Uncertainty about Hidden Things
We continue to investigate what forms of uncertainty make Pamela anxious enough to go static and stimmy. I am fairly certain that not knowing what hidden things are do not fluster her one bit. This package for someone at church has their name in care of me. It sat in Pamela's view all day and she never asked what it was and to whom it belonged. She does not the recipient, and I am surprised she did not ask.

After the parade, I put two of these buttons in my jeans pocket. Before we left for the store, I put my hand in my pocket and said mysteriously, "I have something in my pocket." When she asked what it was, I smiled but didn't give her an answer. She showed no interest until I mentioned it again in the parking lot. I put one on her zipper handle and began jiggling it. She said, "Rattle!"

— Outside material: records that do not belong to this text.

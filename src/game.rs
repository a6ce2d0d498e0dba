use log::debug;
use macroquad::prelude::*;

use crate::config::GameConfig;
use crate::helpers::{clamp_center_to_bounds, rect_center};
use crate::player::{InputSnapshot, Player};
use crate::room::{Direction, RoomKind};
use crate::room_manager::RoomManager;
use crate::shop::Shop;

#[derive(Clone, Copy, Debug, PartialEq, Eq)]
pub enum TickOutcome {
    Continue,
    RoomChanged(Direction),
    /// The player just walked into the shop; the caller shows its menu.
    ShopOpened,
    PlayerDied,
}

/// One run: the player, the rooms and the shop, advanced one frame at a time.
pub struct Session {
    pub player: Player,
    pub rooms: RoomManager,
    pub shop: Shop,
    max_dt: f32,
}

impl Session {
    pub fn new(rooms: RoomManager, config: &GameConfig) -> Self {
        let start = rooms.current_room().size() * 0.5;
        let mut player = Player::new(start);
        player.auto_attack = config.auto_attack;
        let shop = Shop::new();
        shop.apply_to(&mut player);
        Self {
            player,
            rooms,
            shop,
            max_dt: config.max_frame_dt,
        }
    }

    pub fn tick(&mut self, dt: f32, input: &InputSnapshot) -> TickOutcome {
        if !self.player.is_alive() {
            return TickOutcome::PlayerDied;
        }
        let dt = dt.min(self.max_dt).max(0.0);
        let room = self.rooms.current_room_mut();

        if room.kind() == RoomKind::Shop && !room.shop_opened {
            room.shop_opened = true;
            return TickOutcome::ShopOpened;
        }

        room.update_player(&mut self.player, dt, input);
        let clamped = clamp_center_to_bounds(self.player.position(), self.player.half_extent(), room.size());
        self.player.set_position(clamped);

        room.update(dt, &mut self.player);
        room.check_collisions(&mut self.player);
        self.player.gold += room.collect_gold();

        if !self.player.is_alive() {
            return TickOutcome::PlayerDied;
        }

        let Some(direction) = room.check_door_collision(&self.player) else {
            return TickOutcome::Continue;
        };
        if room.is_locked() || !self.rooms.change_room(direction) {
            return TickOutcome::Continue;
        }
        self.enter_current_room(direction);
        TickOutcome::RoomChanged(direction)
    }

    /// Places the player just inside the door opposite the one they left through.
    fn enter_current_room(&mut self, travelled: Direction) {
        let half = self.player.half_extent();
        let room = self.rooms.current_room_mut();
        let pos = match room.door(travelled.opposite()) {
            Some(door) => {
                let center = rect_center(door.rect);
                match door.direction {
                    Direction::Up => vec2(center.x, door.rect.y + door.rect.h + half.y),
                    Direction::Down => vec2(center.x, door.rect.y - half.y),
                    Direction::Left => vec2(door.rect.x + door.rect.w + half.x, center.y),
                    Direction::Right => vec2(door.rect.x - half.x, center.y),
                }
            }
            None => room.size() * 0.5,
        };
        if room.kind() == RoomKind::Shop {
            room.shop_opened = false;
        }
        let pos = clamp_center_to_bounds(pos, half, room.size());
        self.player.set_position(pos);
        debug!("entered room {} at {pos}", self.rooms.current_index());
    }
}

#[cfg(test)]
mod tests {
    use super::*;
    use crate::room::Room;
    use pretty_assertions::assert_eq;

    const SIZE: Vec2 = Vec2::new(1280.0, 768.0);

    fn open_rooms(count: usize) -> RoomManager {
        RoomManager::new(
            (0..count)
                .map(|_| Room::new(SIZE, 64.0, RoomKind::Normal, Some("normal_1")))
                .collect(),
        )
    }

    fn quiet_session(rooms: RoomManager) -> Session {
        let mut session = Session::new(rooms, &GameConfig::default());
        session.player.auto_attack = false;
        session
    }

    #[test]
    fn starts_centered_with_shop_stats() {
        let session = Session::new(open_rooms(1), &GameConfig::default());
        assert_eq!(session.player.position(), vec2(640.0, 384.0));
        assert_eq!(session.player.damage, 10.0);
        assert!(session.player.auto_attack);
    }

    #[test]
    fn large_dt_is_clamped() {
        let mut session = quiet_session(open_rooms(1));
        let input = InputSnapshot {
            move_axis: vec2(1.0, 0.0),
            aim: vec2(2000.0, 384.0),
            ..Default::default()
        };
        session.tick(5.0, &input);
        assert!((session.player.position().x - (640.0 + 200.0 * 0.033)).abs() < 1e-3);
    }

    #[test]
    fn bad_frame_cap_never_panics() {
        let config = GameConfig {
            max_frame_dt: -1.0,
            auto_attack: false,
            ..GameConfig::default()
        };
        let mut session = Session::new(open_rooms(1), &config);
        assert_eq!(session.tick(0.016, &InputSnapshot::default()), TickOutcome::Continue);

        session.max_dt = f32::NAN;
        let input = InputSnapshot {
            move_axis: vec2(1.0, 0.0),
            ..Default::default()
        };
        assert_eq!(session.tick(0.01, &input), TickOutcome::Continue);
        assert!((session.player.position().x - 642.0).abs() < 1e-3);
    }

    #[test]
    fn walking_through_right_door_enters_next_room_on_left() {
        let mut session = quiet_session(open_rooms(2));
        session.player.set_position(vec2(1255.0, 384.0));
        let outcome = session.tick(0.016, &InputSnapshot::default());
        assert_eq!(outcome, TickOutcome::RoomChanged(Direction::Right));
        assert_eq!(session.rooms.current_index(), 1);
        assert_eq!(session.player.position(), vec2(36.0, 384.0));
    }

    #[test]
    fn last_room_door_is_a_no_op() {
        let mut session = quiet_session(open_rooms(1));
        session.player.set_position(vec2(1255.0, 384.0));
        assert_eq!(session.tick(0.016, &InputSnapshot::default()), TickOutcome::Continue);
        assert_eq!(session.rooms.current_index(), 0);
    }

    #[test]
    fn locked_room_keeps_player_in() {
        let boss = Room::new(SIZE, 64.0, RoomKind::Boss, Some("boss"));
        let next = Room::new(SIZE, 64.0, RoomKind::Normal, Some("normal_1"));
        let mut session = quiet_session(RoomManager::new(vec![boss, next]));
        session.rooms.current_room_mut().spawn_enemy(crate::enemy::Enemy::new(
            vec2(100.0, 700.0),
            crate::enemy::Archetype::Slime,
        ));
        session.player.set_position(vec2(1255.0, 384.0));
        assert_eq!(session.tick(0.016, &InputSnapshot::default()), TickOutcome::Continue);
        assert_eq!(session.rooms.current_index(), 0);
    }

    #[test]
    fn shop_opens_once_per_visit() {
        let shop = Room::new(SIZE, 64.0, RoomKind::Shop, Some("shop"));
        let normal = Room::new(SIZE, 64.0, RoomKind::Normal, Some("normal_1"));
        let mut session = quiet_session(RoomManager::new(vec![shop, normal]));
        let idle = InputSnapshot::default();
        assert_eq!(session.tick(0.016, &idle), TickOutcome::ShopOpened);
        assert_eq!(session.tick(0.016, &idle), TickOutcome::Continue);

        session.player.set_position(vec2(1255.0, 384.0));
        assert_eq!(session.tick(0.016, &idle), TickOutcome::RoomChanged(Direction::Right));
        session.player.set_position(vec2(25.0, 384.0));
        assert_eq!(session.tick(0.016, &idle), TickOutcome::RoomChanged(Direction::Left));
        assert_eq!(session.tick(0.016, &idle), TickOutcome::ShopOpened);
    }

    #[test]
    fn dead_player_ends_the_run() {
        let mut session = quiet_session(open_rooms(1));
        session.player.take_damage(1000.0);
        assert_eq!(session.tick(0.016, &InputSnapshot::default()), TickOutcome::PlayerDied);
    }
}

Uncertainty about Directions
Pamela has a keen sense of direction, partially because of her eye for pattern and because we have been so many places. She was born on an island in the Aleutians, halfway between Russia and mainland Alaska. She has lived in thirteen different homes, not including three weeks in a high-rise apartment in Santiago, Chile and three weeks visting family in El Salvador. She does care about routes and even tells Steve which road to take home sometimes. I tested her yesterday and today by taking round-about ways to wherever we were going. In both cases, we traveled down streets we have never seen. Pamela asked, "Where are we going?" I scaffolding by telling her our destination and adding, "We are exploring right now." Pamela was not a bit angry or concerned. In fact today, she said, "New. Brand new" when we entered an unfamiliar neighborhood.